Taylor - Theoretic Arithmetic.pdf - Platonic Philosophy

BOOK Two 129
In the second place, it is observable, that the difference between
12 and 20 is 8; between 20 and 36 is 16; between 36
and 68 is 32; between 68 and 132 is 64, and so on, which differences
are in a duple ratio.
In the third place, if the number which exceeds its preceding
number by 8, is added to the number immediately preceding
that which is so exceeded, the sum will be the following number,
immediately preceding that which exceeds by 8. Thus
36+24=60, the number immediately preceding 68. Thus too
68+56=124, which immediately precedes 132. And 132 +
120=252. And so of the rest. From all which it is evident,
that the series of unevenly-even numbers ad infinitum may
be easily obtained.
CHAPTER XXXVIII
On the aggregate of the parts of the terms of different series.

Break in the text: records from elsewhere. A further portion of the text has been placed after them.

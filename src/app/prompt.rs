use crate::core::physiology::BAROMETRIC_CEILING_FT;
use crate::domain::model::ProgramSettings;
use crate::domain::ports::InputCollector;
use crate::utils::error::{BudgetError, Result};
use std::fmt::Display;
use std::io::{BufRead, Write};
use std::str::FromStr;

/// Numeric types the prompt loop can parse.
pub trait PromptValue: FromStr + Copy + Display {
    const KIND: &'static str;

    fn as_f64(&self) -> f64;
}

impl PromptValue for u32 {
    const KIND: &'static str = "integer";

    fn as_f64(&self) -> f64 {
        f64::from(*self)
    }
}

impl PromptValue for f64 {
    const KIND: &'static str = "number";

    fn as_f64(&self) -> f64 {
        *self
    }
}

#[derive(Debug, Clone, Copy, PartialEq)]
pub enum Constraint {
    Positive,
    NonNegative,
    /// Positive and strictly below the bound.
    PositiveBelow(f64),
}

impl Constraint {
    pub fn accepts(&self, value: f64) -> bool {
        if !value.is_finite() {
            return false;
        }
        match self {
            Constraint::Positive => value > 0.0,
            Constraint::NonNegative => value >= 0.0,
            Constraint::PositiveBelow(limit) => value > 0.0 && value < *limit,
        }
    }

    fn hint(&self, kind: &str) -> String {
        match self {
            Constraint::Positive => format!("Please enter a positive {}.", kind),
            Constraint::NonNegative => format!("Please enter a {} of zero or more.", kind),
            Constraint::PositiveBelow(limit) => {
                format!("Please enter a positive {} below {:.0}.", kind, limit)
            }
        }
    }
}

/// Re-prompts until the answer parses and satisfies its constraint.
///
/// An empty answer selects the default. End of input aborts with
/// [`BudgetError::Interrupted`].
pub struct Prompter<R, W> {
    input: R,
    output: W,
}

impl<R: BufRead, W: Write> Prompter<R, W> {
    pub fn new(input: R, output: W) -> Self {
        Self { input, output }
    }

    pub fn say(&mut self, line: &str) -> Result<()> {
        writeln!(self.output, "{}", line)?;
        Ok(())
    }

    fn read_answer(&mut self, prompt: &str) -> Result<String> {
        write!(self.output, "{}", prompt)?;
        self.output.flush()?;

        let mut line = String::new();
        if self.input.read_line(&mut line)? == 0 {
            return Err(BudgetError::Interrupted);
        }
        Ok(line.trim().to_string())
    }

    /// `Ok(None)` asks again, `Ok(Some(None))` is an empty answer.
    fn parse_answer<T: PromptValue>(
        &mut self,
        field: &str,
        answer: &str,
        constraint: Constraint,
    ) -> Result<Option<Option<T>>> {
        if answer.is_empty() {
            return Ok(Some(None));
        }
        match answer.parse::<T>() {
            Ok(value) if constraint.accepts(value.as_f64()) => Ok(Some(Some(value))),
            Ok(_) => {
                tracing::debug!("Rejected '{}' for {}: out of range", answer, field);
                writeln!(self.output, "Invalid input. {}", constraint.hint(T::KIND))?;
                Ok(None)
            }
            Err(_) => {
                tracing::debug!("Rejected '{}' for {}: not a valid {}", answer, field, T::KIND);
                writeln!(self.output, "Invalid input. Please enter a valid {}.", T::KIND)?;
                Ok(None)
            }
        }
    }

    pub fn ask<T: PromptValue>(
        &mut self,
        field: &str,
        prompt: &str,
        default: T,
        constraint: Constraint,
    ) -> Result<T> {
        loop {
            let answer = self.read_answer(prompt)?;
            if let Some(parsed) = self.parse_answer::<T>(field, &answer, constraint)? {
                return Ok(parsed.unwrap_or(default));
            }
        }
    }

    pub fn ask_optional<T: PromptValue>(
        &mut self,
        field: &str,
        prompt: &str,
        default: Option<T>,
        constraint: Constraint,
    ) -> Result<Option<T>> {
        loop {
            let answer = self.read_answer(prompt)?;
            if let Some(parsed) = self.parse_answer::<T>(field, &answer, constraint)? {
                return Ok(parsed.or(default));
            }
        }
    }

    pub fn into_inner(self) -> (R, W) {
        (self.input, self.output)
    }
}

/// Asks for every setting on the terminal, offering the configured defaults.
pub struct InteractiveCollector<R, W> {
    prompter: Prompter<R, W>,
}

impl<R: BufRead, W: Write> InteractiveCollector<R, W> {
    pub fn new(input: R, output: W) -> Self {
        Self {
            prompter: Prompter::new(input, output),
        }
    }

    pub fn into_inner(self) -> (R, W) {
        self.prompter.into_inner()
    }
}

impl<R: BufRead, W: Write> InputCollector for InteractiveCollector<R, W> {
    fn collect(&mut self, defaults: &ProgramSettings) -> Result<ProgramSettings> {
        let p = &mut self.prompter;
        p.say("=== Normobaric Hypoxia Training Budget Calculator ===\n")?;

        let students_per_week = p.ask(
            "students_per_week",
            &format!(
                "Enter the number of students per week (default is {}): ",
                defaults.students_per_week
            ),
            defaults.students_per_week,
            Constraint::Positive,
        )?;
        let weeks = p.ask(
            "weeks",
            &format!(
                "Enter the number of weeks for the training program (default is {}): ",
                defaults.weeks
            ),
            defaults.weeks,
            Constraint::Positive,
        )?;
        let session_duration_minutes = p.ask(
            "session_duration_minutes",
            &format!(
                "Enter the duration of each session in minutes (default is {}): ",
                defaults.session_duration_minutes
            ),
            defaults.session_duration_minutes,
            Constraint::Positive,
        )?;
        let recovery_duration_minutes = p.ask(
            "recovery_duration_minutes",
            &format!(
                "Enter the recovery duration in minutes (default is {}): ",
                defaults.recovery_duration_minutes
            ),
            defaults.recovery_duration_minutes,
            Constraint::Positive,
        )?;
        let altitude_ft = p.ask(
            "altitude_ft",
            &format!(
                "Enter the simulated altitude in feet (default is {} ft): ",
                defaults.altitude_ft
            ),
            defaults.altitude_ft,
            Constraint::PositiveBelow(BAROMETRIC_CEILING_FT),
        )?;

        let exposure_default = match defaults.exposure_duration_minutes {
            Some(minutes) => format!("default is {}", minutes),
            None => "optional, press Enter to skip".to_string(),
        };
        let exposure_duration_minutes = p.ask_optional(
            "exposure_duration_minutes",
            &format!("Enter the time at altitude in minutes ({}): ", exposure_default),
            defaults.exposure_duration_minutes,
            Constraint::Positive,
        )?;

        let currency = defaults.currency.clone();
        let price_air = p.ask(
            "price_air",
            &format!(
                "Enter the price of Compressed Air per m3 in {} (default is {}): ",
                currency, defaults.price_air
            ),
            defaults.price_air,
            Constraint::Positive,
        )?;
        let price_nitrogen = p.ask(
            "price_nitrogen",
            &format!(
                "Enter the price of Nitrogen per m3 in {} (default is {}): ",
                currency, defaults.price_nitrogen
            ),
            defaults.price_nitrogen,
            Constraint::Positive,
        )?;
        let price_oxygen = p.ask(
            "price_oxygen",
            &format!(
                "Enter the price of Oxygen per m3 in {} (default is {}): ",
                currency, defaults.price_oxygen
            ),
            defaults.price_oxygen,
            Constraint::Positive,
        )?;
        let contingency_percentage = p.ask(
            "contingency_percentage",
            &format!(
                "Enter the contingency percentage as a decimal (default is {}): ",
                defaults.contingency_percentage
            ),
            defaults.contingency_percentage,
            Constraint::NonNegative,
        )?;

        Ok(ProgramSettings {
            students_per_week,
            weeks,
            session_duration_minutes,
            recovery_duration_minutes,
            altitude_ft,
            exposure_duration_minutes,
            price_air,
            price_nitrogen,
            price_oxygen,
            contingency_percentage,
            currency,
        })
    }
}

/// Uses the configured settings as-is, for non-interactive runs.
#[derive(Debug, Clone, Copy, Default)]
pub struct PresetCollector;

impl PresetCollector {
    pub fn new() -> Self {
        Self
    }
}

impl InputCollector for PresetCollector {
    fn collect(&mut self, defaults: &ProgramSettings) -> Result<ProgramSettings> {
        tracing::debug!("Non-interactive run, using configured settings");
        Ok(defaults.clone())
    }
}

#[cfg(test)]
mod tests {
    use super::*;
    use std::io::Cursor;

    fn prompter(input: &str) -> Prompter<Cursor<Vec<u8>>, Vec<u8>> {
        Prompter::new(Cursor::new(input.as_bytes().to_vec()), Vec::new())
    }

    fn output_of(p: Prompter<Cursor<Vec<u8>>, Vec<u8>>) -> String {
        String::from_utf8(p.into_inner().1).unwrap()
    }

    #[test]
    fn test_empty_answer_selects_default() {
        let mut p = prompter("\n");
        let value: u32 = p.ask("weeks", "Weeks: ", 26, Constraint::Positive).unwrap();
        assert_eq!(value, 26);
    }

    #[test]
    fn test_answer_is_trimmed_and_parsed() {
        let mut p = prompter("  12.5  \n");
        let value: f64 = p.ask("session", "Session: ", 20.0, Constraint::Positive).unwrap();
        assert_eq!(value, 12.5);
    }

    #[test]
    fn test_reprompts_on_parse_failure() {
        let mut p = prompter("abc\n3.5\n7\n");
        let value: u32 = p.ask("weeks", "Weeks: ", 26, Constraint::Positive).unwrap();
        assert_eq!(value, 7);

        let out = output_of(p);
        assert_eq!(out.matches("Weeks: ").count(), 3);
        assert_eq!(out.matches("Invalid input. Please enter a valid integer.").count(), 2);
    }

    #[test]
    fn test_reprompts_on_constraint_failure() {
        let mut p = prompter("0\n-4\nnan\ninf\n15\n");
        let value: f64 = p.ask("price_air", "Price: ", 1.0, Constraint::Positive).unwrap();
        assert_eq!(value, 15.0);

        let out = output_of(p);
        assert_eq!(out.matches("Please enter a positive number.").count(), 4);
    }

    #[test]
    fn test_non_negative_accepts_zero() {
        let mut p = prompter("-0.1\n0\n");
        let value: f64 = p
            .ask("contingency_percentage", "Contingency: ", 0.1, Constraint::NonNegative)
            .unwrap();
        assert_eq!(value, 0.0);
    }

    #[test]
    fn test_positive_below_rejects_ceiling() {
        let mut p = prompter("200000\n30000\n");
        let value: f64 = p
            .ask("altitude_ft", "Altitude: ", 25000.0, Constraint::PositiveBelow(BAROMETRIC_CEILING_FT))
            .unwrap();
        assert_eq!(value, 30000.0);
        assert!(output_of(p).contains("below 145442"));
    }

    #[test]
    fn test_eof_is_interrupt() {
        let mut p = prompter("");
        let err = p.ask::<u32>("weeks", "Weeks: ", 26, Constraint::Positive).unwrap_err();
        assert!(matches!(err, BudgetError::Interrupted));
    }

    #[test]
    fn test_eof_after_invalid_answers_is_interrupt() {
        let mut p = prompter("x\ny\n");
        let err = p.ask::<f64>("altitude_ft", "Altitude: ", 1.0, Constraint::Positive).unwrap_err();
        assert!(matches!(err, BudgetError::Interrupted));
    }

    #[test]
    fn test_optional_answer() {
        let mut p = prompter("\n\n30\n");
        assert_eq!(p.ask_optional::<f64>("d", "D: ", None, Constraint::Positive).unwrap(), None);
        assert_eq!(p.ask_optional("d", "D: ", Some(10.0), Constraint::Positive).unwrap(), Some(10.0));
        assert_eq!(p.ask_optional("d", "D: ", None, Constraint::Positive).unwrap(), Some(30.0));
    }

    #[test]
    fn test_interactive_collector_all_defaults() {
        let defaults = ProgramSettings::default();
        let mut collector =
            InteractiveCollector::new(Cursor::new("\n".repeat(10).into_bytes()), Vec::new());
        let settings = collector.collect(&defaults).unwrap();
        assert_eq!(settings, defaults);

        let out = String::from_utf8(collector.into_inner().1).unwrap();
        assert!(out.contains("Enter the number of students per week (default is 20): "));
        assert!(out.contains("Enter the simulated altitude in feet (default is 25000 ft): "));
        assert!(out.contains("per m3 in COP (default is 17853)"));
        assert!(out.contains("(default is 0.1)"));
    }

    #[test]
    fn test_interactive_collector_custom_answers() {
        let answers = "10\n12\n30\n8\n15000\n45\n100\n200\n300\n0.25\n";
        let mut collector = InteractiveCollector::new(Cursor::new(answers.as_bytes().to_vec()), Vec::new());
        let settings = collector.collect(&ProgramSettings::default()).unwrap();

        assert_eq!(settings.students_per_week, 10);
        assert_eq!(settings.weeks, 12);
        assert_eq!(settings.session_duration_minutes, 30.0);
        assert_eq!(settings.recovery_duration_minutes, 8.0);
        assert_eq!(settings.altitude_ft, 15000.0);
        assert_eq!(settings.exposure_duration_minutes, Some(45.0));
        assert_eq!(settings.price_air, 100.0);
        assert_eq!(settings.price_nitrogen, 200.0);
        assert_eq!(settings.price_oxygen, 300.0);
        assert_eq!(settings.contingency_percentage, 0.25);
        assert_eq!(settings.currency, "COP");
    }

    #[test]
    fn test_preset_collector_returns_defaults() {
        let defaults = ProgramSettings {
            weeks: 4,
            ..ProgramSettings::default()
        };
        assert_eq!(PresetCollector::new().collect(&defaults).unwrap(), defaults);
    }
}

THE sum of the parts of each term of the duple series, 2, 4,
8, 16, 32, 64, &c. is equal to the whole of the term less by
unity. Thus the part of 2 is 1; the parts of 4 are 2 and 1,
the sum of which is 3; the parts of 8 are 4, 2, and 1, the aggregate
of which is 7; and the parts of 16 are 8, 4, 2, 1, the sum
of which is 15. And so of the rest.
But each of the terms of the triple series 3, 9, 27, 81, 243,
~rc. exceeds the double of the sum of its parts by unity. Thus
the only part of 3 is 1; and 3 exceeds 2 by 1. The parts of 9
are 3 and 1; and 9 exceeds the double of the aggregate of
these, i.e. 8 by 1. Thus too 27 exceeds the double of 13,
the aggregate of its parts 9, 3 and 1 by 1. Thus also, 81 exceeds
the double of 40 the sum of its parts, 27, 9, 3, and 1, by
1. And thus 243 exceeds twice 121, the aggregate of its parts,
81, 27, 9, 3 and 1 by 1. And so of the rest.